Stored records:
/// Drives one task through attempts and backoffs to a terminal state.
async fn process_task(ctx: &RunContext, mut task: DownloadTask) -> TaskOutcome {
    let _path_guard = tokio::select! {
        biased;
        () = ctx.cancel.cancelled() => {
            task.transition(TaskState::Interrupted);
            return TaskOutcome::from_task(&task, 0);
        }
        guard = ctx.path_locks.acquire(&task.dest_path) => guard,
    };

    ctx.progress.on_start(&task);

    loop {
        task.transition(TaskState::InProgress);
        task.attempt += 1;
        ctx.update_in_flight(&task, false);

        let error = match attempt_transfer(ctx, &task).await {
            Ok(bytes) => {
                task.transition(TaskState::Succeeded);
                ctx.mark_completed(&task);
                info!(
                    task = %task.id,
                    path = %task.dest_path.display(),
                    bytes,
                    attempts = task.attempt,
                    "download completed"
                );
                return TaskOutcome::from_task(&task, bytes);
            }
            Err(error) => error,
        };

        if error.is_cancelled() {
            task.transition(TaskState::Interrupted);
            info!(task = %task.id, url = %task.url, "download interrupted");
            return TaskOutcome::from_task(&task, 0);
        }

        let kind = classify_error(&error);
        task.last_error = Some(TaskError {
            kind,
            message: error.to_string(),
        });

        match ctx.retry_policy.should_retry(kind, task.attempt) {
            RetryDecision::Retry { delay, attempt } => {
                let delay = retry_after_delay(&error).unwrap_or(delay);
                task.transition(TaskState::Retrying);
                ctx.update_in_flight(&task, false);
                ctx.summary.increment_retried();
                warn!(
                    task = %task.id,
                    url = %task.url,
                    error = %error,
                    next_attempt = attempt,
                    delay_ms = delay.as_millis(),
                    "download failed, retrying"
                );

                tokio::select! {
                    biased;
                    () = ctx.cancel.cancelled() => {
                        task.transition(TaskState::Interrupted);
                        info!(task = %task.id, "interrupted during backoff");
                        return TaskOutcome::from_task(&task, 0);
                    }
                    () = ctx.sleeper.sleep(delay) => {}
                }
            }
            RetryDecision::DoNotRetry { reason } => {
                task.transition(TaskState::Failed);
                warn!(
                    task = %task.id,
                    url = %task.url,
                    error = %error,
                    attempts = task.attempt,
                    reason = %reason,
                    "download failed"
                );
                return TaskOutcome::from_task(&task, 0);
            }
        }
    }
}

/// One attempt: open, write from scratch, verify.
///
/// On any error the destination file is removed before returning, so a retry
/// never sees bytes from an earlier attempt. A destination another task
/// already finished is never opened.
async fn attempt_transfer(ctx: &RunContext, task: &DownloadTask) -> Result<u64, DownloadError> {
    if let Some(owner) = ctx.completed_by(&task.dest_path) {
        return Err(DownloadError::destination_taken(&task.dest_path, owner));
    }

    let body = tokio::select! {
        biased;
        () = ctx.cancel.cancelled() => return Err(DownloadError::cancelled(&task.url)),
        opened = ctx.transport.open(&task.url) => opened?,
    };

    if let Some(parent) = task.dest_path.parent()
        && !parent.as_os_str().is_empty()
    {
        tokio::fs::create_dir_all(parent)
            .await
            .map_err(|e| DownloadError::io(parent, e))?;
    }

    ctx.update_in_flight(task, true);
    let result = write_body(ctx, task, body).await;
    if result.is_err() {
        remove_partial(&task.dest_path).await;
        ctx.update_in_flight(task, false);
    }
    result
}

async fn write_body(
    ctx: &RunContext,
    task: &DownloadTask,
    body: RemoteBody,
) -> Result<u64, DownloadError> {
    let path = task.dest_path.as_path();
    let file = File::create(path)
        .await
        .map_err(|e| DownloadError::io(path, e))?;
    let mut writer = BufWriter::new(file);

    let total = task.expected_size.or(body.content_length);
    let mut stream = body.stream;
    let mut written: u64 = 0;

    loop {
        let next = tokio::select! {
            biased;
            () = ctx.cancel.cancelled() => return Err(DownloadError::cancelled(&task.url)),
            next = stream.next() => next,
        };
        let Some(chunk) = next else {
            break;
        };
        let chunk = chunk?;
        writer
            .write_all(&chunk)
            .await
            .map_err(|e| DownloadError::io(path, e))?;
        written += chunk.len() as u64;
        ctx.progress.on_progress(task.id, written, total);
    }

    writer
        .flush()
        .await
        .map_err(|e| DownloadError::io(path, e))?;

    if let Some(expected) = total
        && expected != written
    {
        return Err(DownloadError::integrity(path, expected, written));
    }

    Ok(written)
}
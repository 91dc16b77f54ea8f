//! Backoff sleeping behind a trait so tests can skip real waits.

use std::fmt::Debug;
use std::time::Duration;

use async_trait::async_trait;

/// Suspends the calling worker for a backoff delay.
#[async_trait]
pub trait Sleeper: Debug + Send + Sync {
    /// Waits for `duration`. Must only suspend the calling task.
    async fn sleep(&self, duration: Duration);
}

/// Sleeps on the tokio timer.
#[derive(Debug, Default, Clone, Copy)]
pub struct TokioSleeper;

#[async_trait]
impl Sleeper for TokioSleeper {
    async fn sleep(&self, duration: Duration) {
        tokio::time::sleep(duration).await;
    }
}
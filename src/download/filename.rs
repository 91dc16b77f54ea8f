//! Filename derivation and sanitization for download destinations.
//!
//! Destinations are always `download_dir/<name>` where `<name>` is the
//! percent-decoded last path segment of the URL, made safe for the local
//! filesystem. A single flat directory is used; URLs never introduce
//! subdirectories.

use std::collections::HashSet;
use std::path::{Component, Path, PathBuf};

use url::Url;

/// Name used when a URL has no usable last segment.
pub const FALLBACK_FILENAME: &str = "download.bin";

/// Derives the local filename for `url`.
#[must_use]
pub fn filename_from_url(url: &str) -> String {
    let Ok(parsed) = Url::parse(url) else {
        return FALLBACK_FILENAME.to_string();
    };

    let Some(last) = parsed
        .path_segments()
        .and_then(|mut segments| segments.next_back())
        .filter(|segment| !segment.is_empty())
    else {
        return FALLBACK_FILENAME.to_string();
    };

    let decoded = urlencoding::decode(last).map_or_else(|_| last.to_string(), |d| d.into_owned());
    let sanitized = sanitize_filename(&decoded);
    if sanitized.trim_matches('_').is_empty() {
        FALLBACK_FILENAME.to_string()
    } else {
        sanitized
    }
}

/// Full destination path for `url` under `download_dir`.
#[must_use]
pub fn destination_for(download_dir: &Path, url: &str) -> PathBuf {
    download_dir.join(filename_from_url(url))
}

/// Destination for `url` that is not already in `taken`.
///
/// Collisions get a numeric suffix starting at 2: `game.zip`, `game_2.zip`,
/// `game_3.zip`. Only names claimed earlier in the same run count, so the
/// result depends on link order alone and never on what is already on disk.
pub(crate) fn unique_destination(
    download_dir: &Path,
    url: &str,
    taken: &HashSet<PathBuf>,
) -> PathBuf {
    let filename = filename_from_url(url);
    let base_path = download_dir.join(&filename);
    if !taken.contains(&base_path) {
        return base_path;
    }

    let (stem, ext) = match filename.rfind('.') {
        Some(pos) if pos > 0 => (&filename[..pos], &filename[pos..]),
        _ => (filename.as_str(), ""),
    };
    (2..)
        .map(|i| download_dir.join(format!("{stem}_{i}{ext}")))
        .find(|candidate| !taken.contains(candidate))
        .unwrap_or(base_path)
}

/// Sanitizes filename for filesystem safety.
///
/// Replaces characters that are invalid on common filesystems:
/// / \ : * ? " < > |
pub(crate) fn sanitize_filename(name: &str) -> String {
    let sanitized: String = name
        .chars()
        .map(|c| match c {
            '/' | '\\' | ':' | '*' | '?' | '"' | '<' | '>' | '|' => '_',
            c if c.is_control() => '_',
            c => c,
        })
        .collect();

    if sanitized.is_empty() {
        return "_".to_string();
    }

    if is_safe_filename_segment(&sanitized) {
        sanitized
    } else {
        sanitized
            .chars()
            .map(|c| if c == '.' { '_' } else { c })
            .collect()
    }
}

fn is_safe_filename_segment(name: &str) -> bool {
    !Path::new(name).components().any(|component| {
        matches!(
            component,
            Component::CurDir | Component::ParentDir | Component::RootDir | Component::Prefix(_)
        )
    })
}
use std::fs;
use std::io::{self, IsTerminal};
use std::sync::Arc;
use std::time::Duration;

use anyhow::{Context, Result, bail};
use clap::Parser;
use indexdl_core::download::{DownloadManager, DownloadSummary, HttpClient, RetryPolicy};
use indexdl_core::resolver::keywords::read_keywords;
use indexdl_core::resolver::link_file::{read_link_file, write_link_file};
use indexdl_core::{LinkResolver, ResolvedLink, fetch_listing, parse_listing, tasks_from_links};
use tokio_util::sync::CancellationToken;
use tracing::{debug, info, warn};

use crate::ProcessExit;
use crate::app::config::{self, RunSettings};
use crate::app::output::{self, RunReport};
use crate::app::progress::TerminalProgress;
use crate::app::{exit, terminal};
use crate::cli::Args;

/// Upper bound of random delay added to each retry backoff.
const RETRY_JITTER: Duration = Duration::from_millis(500);

pub(crate) async fn run_indexdl() -> Result<ProcessExit> {
    let args = Args::parse();

    terminal::init_tracing(terminal::resolve_default_log_level(args.verbose, args.quiet));

    let file_config = config::load_config(args.config.as_deref())?;
    let settings = config::resolve_settings(&args, file_config.as_ref());

    debug!(?settings, "settings resolved");
    info!("indexdl starting");

    let client = HttpClient::new();
    let cancel = CancellationToken::new();
    let signal_token = cancel.clone();
    tokio::spawn(async move {
        if tokio::signal::ctrl_c().await.is_ok() {
            warn!("interrupt received, stopping downloads");
            signal_token.cancel();
        }
    });

    if let Some(link_file) = settings.link_file_in.as_deref() {
        let links = read_link_file(link_file)
            .with_context(|| format!("Failed to load link file '{}'", link_file.display()))?;
        info!(links = links.len(), path = %link_file.display(), "loaded link file");

        let summary = run_downloads(&settings, &links, &client, cancel, args.quiet).await?;
        output::print_lines(&output::download_summary_lines(&summary));
        let outcome =
            exit::determine_exit_outcome(summary.succeeded, summary.failed, summary.interrupted);

        if let Some(path) = settings.report.as_deref() {
            let report = RunReport {
                links,
                unmatched: Vec::new(),
                download: Some(summary),
            };
            output::write_report(path, &report)?;
        }
        return Ok(outcome);
    }

    let (Some(base_url), Some(keywords_file)) =
        (settings.base_url.as_deref(), settings.keywords_file.as_deref())
    else {
        bail!("Nothing to do: pass --link-file, or both --url and --keywords");
    };

    let keywords = read_keywords(keywords_file).with_context(|| {
        format!("Failed to read keywords file '{}'", keywords_file.display())
    })?;
    info!(keywords = keywords.len(), "keywords loaded");

    let html = unless_interrupted(&cancel, fetch_listing(&client, base_url))
        .await?
        .with_context(|| format!("Failed to fetch listing '{base_url}'"))?;
    let entries = parse_listing(&html, base_url)
        .with_context(|| format!("Failed to parse listing '{base_url}'"))?;
    info!(entries = entries.len(), "listing parsed");

    let resolver = LinkResolver::new(settings.top_n, settings.min_score);
    let resolution = resolver.resolve(&keywords, &entries);

    write_link_file(&settings.output_link_file, &resolution).with_context(|| {
        format!(
            "Failed to write link file '{}'",
            settings.output_link_file.display()
        )
    })?;
    info!(path = %settings.output_link_file.display(), "link file written");

    output::print_lines(&output::resolution_summary_lines(&resolution));
    let mut report = RunReport::from_resolution(&resolution);

    let mut outcome =
        if exit::resolution_failed(resolution.keyword_count(), resolution.matched_count()) {
            warn!("no keyword matched any listing entry");
            ProcessExit::Failure
        } else {
            ProcessExit::Success
        };

    if settings.download && outcome == ProcessExit::Success {
        let summary = run_downloads(&settings, &report.links, &client, cancel, args.quiet).await?;
        output::print_lines(&output::download_summary_lines(&summary));
        outcome =
            exit::determine_exit_outcome(summary.succeeded, summary.failed, summary.interrupted);
        report.download = Some(summary);
    }

    if let Some(path) = settings.report.as_deref() {
        output::write_report(path, &report)?;
    }

    Ok(outcome)
}

/// Awaits `work` unless the run is interrupted first.
async fn unless_interrupted<T>(
    cancel: &CancellationToken,
    work: impl Future<Output = T>,
) -> Result<T> {
    tokio::select! {
        biased;
        () = cancel.cancelled() => bail!("Interrupted"),
        value = work => Ok(value),
    }
}

async fn run_downloads(
    settings: &RunSettings,
    links: &[ResolvedLink],
    client: &HttpClient,
    cancel: CancellationToken,
    quiet: bool,
) -> Result<DownloadSummary> {
    let tasks = tasks_from_links(links, &settings.download_path);
    if tasks.is_empty() {
        info!("No links to download");
        return Ok(DownloadSummary::default());
    }

    if !settings.download_path.exists() {
        fs::create_dir_all(&settings.download_path).with_context(|| {
            format!(
                "Failed to create download directory '{}'",
                settings.download_path.display()
            )
        })?;
        info!(dir = %settings.download_path.display(), "Created download directory");
    }

    let retry_policy = RetryPolicy::with_max_retries(settings.max_retries)
        .with_base_delay(settings.backoff_base)
        .with_jitter(RETRY_JITTER);
    let manager = DownloadManager::new(settings.concurrency, retry_policy)?;

    let show_progress = terminal::should_show_progress(
        io::stderr().is_terminal(),
        quiet,
        terminal::is_dumb_terminal(),
    );
    let progress = Arc::new(TerminalProgress::new(tasks.len(), show_progress));

    let summary = manager
        .run_cancellable(tasks, Arc::new(client.clone()), progress.clone(), cancel)
        .await;
    progress.finish();

    Ok(summary)
}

§ Exercise objective
What you return should be exactly the lines above, starting at the one with "ctx.update_in_flight(task, false);" and ending at the one with "if let Some(expected) = total", and nothing else.

§ Exercise solution
        ctx.update_in_flight(task, false);
    }
    result
}

async fn write_body(
    ctx: &RunContext,
    task: &DownloadTask,
    body: RemoteBody,
) -> Result<u64, DownloadError> {
    let path = task.dest_path.as_path();
    let file = File::create(path)
        .await
        .map_err(|e| DownloadError::io(path, e))?;
    let mut writer = BufWriter::new(file);

    let total = task.expected_size.or(body.content_length);
    let mut stream = body.stream;
    let mut written: u64 = 0;

    loop {
        let next = tokio::select! {
            biased;
            () = ctx.cancel.cancelled() => return Err(DownloadError::cancelled(&task.url)),
            next = stream.next() => next,
        };
        let Some(chunk) = next else {
            break;
        };
        let chunk = chunk?;
        writer
            .write_all(&chunk)
            .await
            .map_err(|e| DownloadError::io(path, e))?;
        written += chunk.len() as u64;
        ctx.progress.on_progress(task.id, written, total);
    }

    writer
        .flush()
        .await
        .map_err(|e| DownloadError::io(path, e))?;

    if let Some(expected) = total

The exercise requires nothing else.